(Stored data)
▼
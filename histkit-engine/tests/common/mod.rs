//! Shared helpers for the workflow tests
#![allow(dead_code)]

use std::collections::BTreeMap;
use std::sync::Arc;

use bytes::Bytes;
use futures::{StreamExt, TryStreamExt, stream};
use histkit_core::path::is_within;
use histkit_core::storage::{FilesApi, ListOptions};
use histkit_core::transport::Transport;
use histkit_core::{GitHistory, GitHistoryBuilder};
use histkit_engine::{RefEngine, RemoteHub};
use histkit_storage::MemFilesApi;

pub const HUB_URL: &str = "http://hub.local";

/// Builder with an engine, a transport and a user already set
pub fn builder(files: Arc<MemFilesApi>, transport: Arc<dyn Transport>) -> GitHistoryBuilder {
    GitHistory::builder()
        .engine(Arc::new(RefEngine::new()))
        .transport(transport)
        .files(files)
        .user_name("JohnSmith")
        .user_email("john.smith@foo.bar")
}

/// Transport for tests that never reach a server
pub fn offline() -> Arc<dyn Transport> {
    Arc::new(RemoteHub::new(HUB_URL, Arc::new(MemFilesApi::new())))
}

pub fn new_history(files: Arc<MemFilesApi>) -> GitHistory {
    builder(files, offline()).build().unwrap()
}

pub async fn write_files(files: &dyn FilesApi, entries: &[(&str, &str)]) {
    for (path, content) in entries {
        let chunks = stream::iter(vec![Ok(Bytes::from(content.to_string()))]).boxed();
        files.write(path, chunks).await.unwrap();
    }
}

pub async fn read_text(files: &dyn FilesApi, path: &str) -> Option<String> {
    files.stats(path).await.unwrap()?;
    let chunks: Vec<Bytes> = files.read(path).try_collect().await.unwrap();
    Some(String::from_utf8(chunks.concat()).unwrap())
}

/// Absolute path -> status of every scanned file
pub async fn statuses(history: &GitHistory) -> BTreeMap<String, String> {
    history
        .get_files_status(None)
        .await
        .unwrap()
        .map_ok(|record| (record.full_path, record.status))
        .try_collect()
        .await
        .unwrap()
}

/// Files of the working tree, control directory excluded
pub async fn workspace_files(history: &GitHistory) -> Vec<String> {
    let git_dir = history.git_dir().to_string();
    let entries: Vec<_> = history
        .files()
        .list(history.work_dir(), ListOptions { recursive: true })
        .try_collect()
        .await
        .unwrap();
    let mut files: Vec<String> = entries
        .into_iter()
        .filter(|info| info.is_file() && !is_within(&git_dir, &info.path))
        .map(|info| info.path)
        .collect();
    files.sort();
    files
}
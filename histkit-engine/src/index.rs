//! Staging area: workspace-relative path -> blob id, stored as JSON

use std::collections::BTreeMap;

use histkit_core::engine::{EngineError, Result};
use histkit_core::fs::{EngineFs, ReadOptions};
use histkit_core::path::resolve_path;
use serde::{Deserialize, Serialize};

use crate::object::{ObjectId, Tree, TreeEntry};

/// Mode recorded for every regular file
pub const FILE_MODE: u32 = 0o100644;

#[derive(Debug, Clone, Default, PartialEq, Eq, Serialize, Deserialize)]
pub struct Index {
    pub entries: BTreeMap<String, ObjectId>,
}

fn index_path(git_dir: &str) -> String {
    resolve_path(&[git_dir, "index"])
}

impl Index {
    /// Load the index; a repository without one has an empty index
    pub async fn load(fs: &dyn EngineFs, git_dir: &str) -> Result<Self> {
        match fs.read_file(&index_path(git_dir), ReadOptions::utf8()).await {
            Ok(content) => serde_json::from_str(&content.into_text())
                .map_err(|e| EngineError::Corrupt(format!("Invalid index: {}", e))),
            Err(e) if e.is_not_found() => Ok(Self::default()),
            Err(e) => Err(e.into()),
        }
    }

    pub async fn save(&self, fs: &dyn EngineFs, git_dir: &str) -> Result<()> {
        let data = serde_json::to_string_pretty(self)
            .map_err(|e| EngineError::Backend(format!("Failed to encode index: {}", e)))?;
        fs.write_file(&index_path(git_dir), data.into()).await?;
        Ok(())
    }

    pub fn from_tree(tree: &Tree) -> Self {
        Self {
            entries: tree
                .entries
                .iter()
                .map(|(path, entry)| (path.clone(), entry.id))
                .collect(),
        }
    }

    pub fn to_tree(&self) -> Tree {
        let mut tree = Tree::new();
        for (path, id) in &self.entries {
            tree.insert(
                path.clone(),
                TreeEntry {
                    id: *id,
                    mode: FILE_MODE,
                },
            );
        }
        tree
    }

    pub fn get(&self, path: &str) -> Option<&ObjectId> {
        self.entries.get(path)
    }
}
▲
* _DIRECTIONS FOR THIS TASK_
Nothing but a number should be given: the count of lines in the records that contain the word "ListOptions".

* _THE ANSWER_
2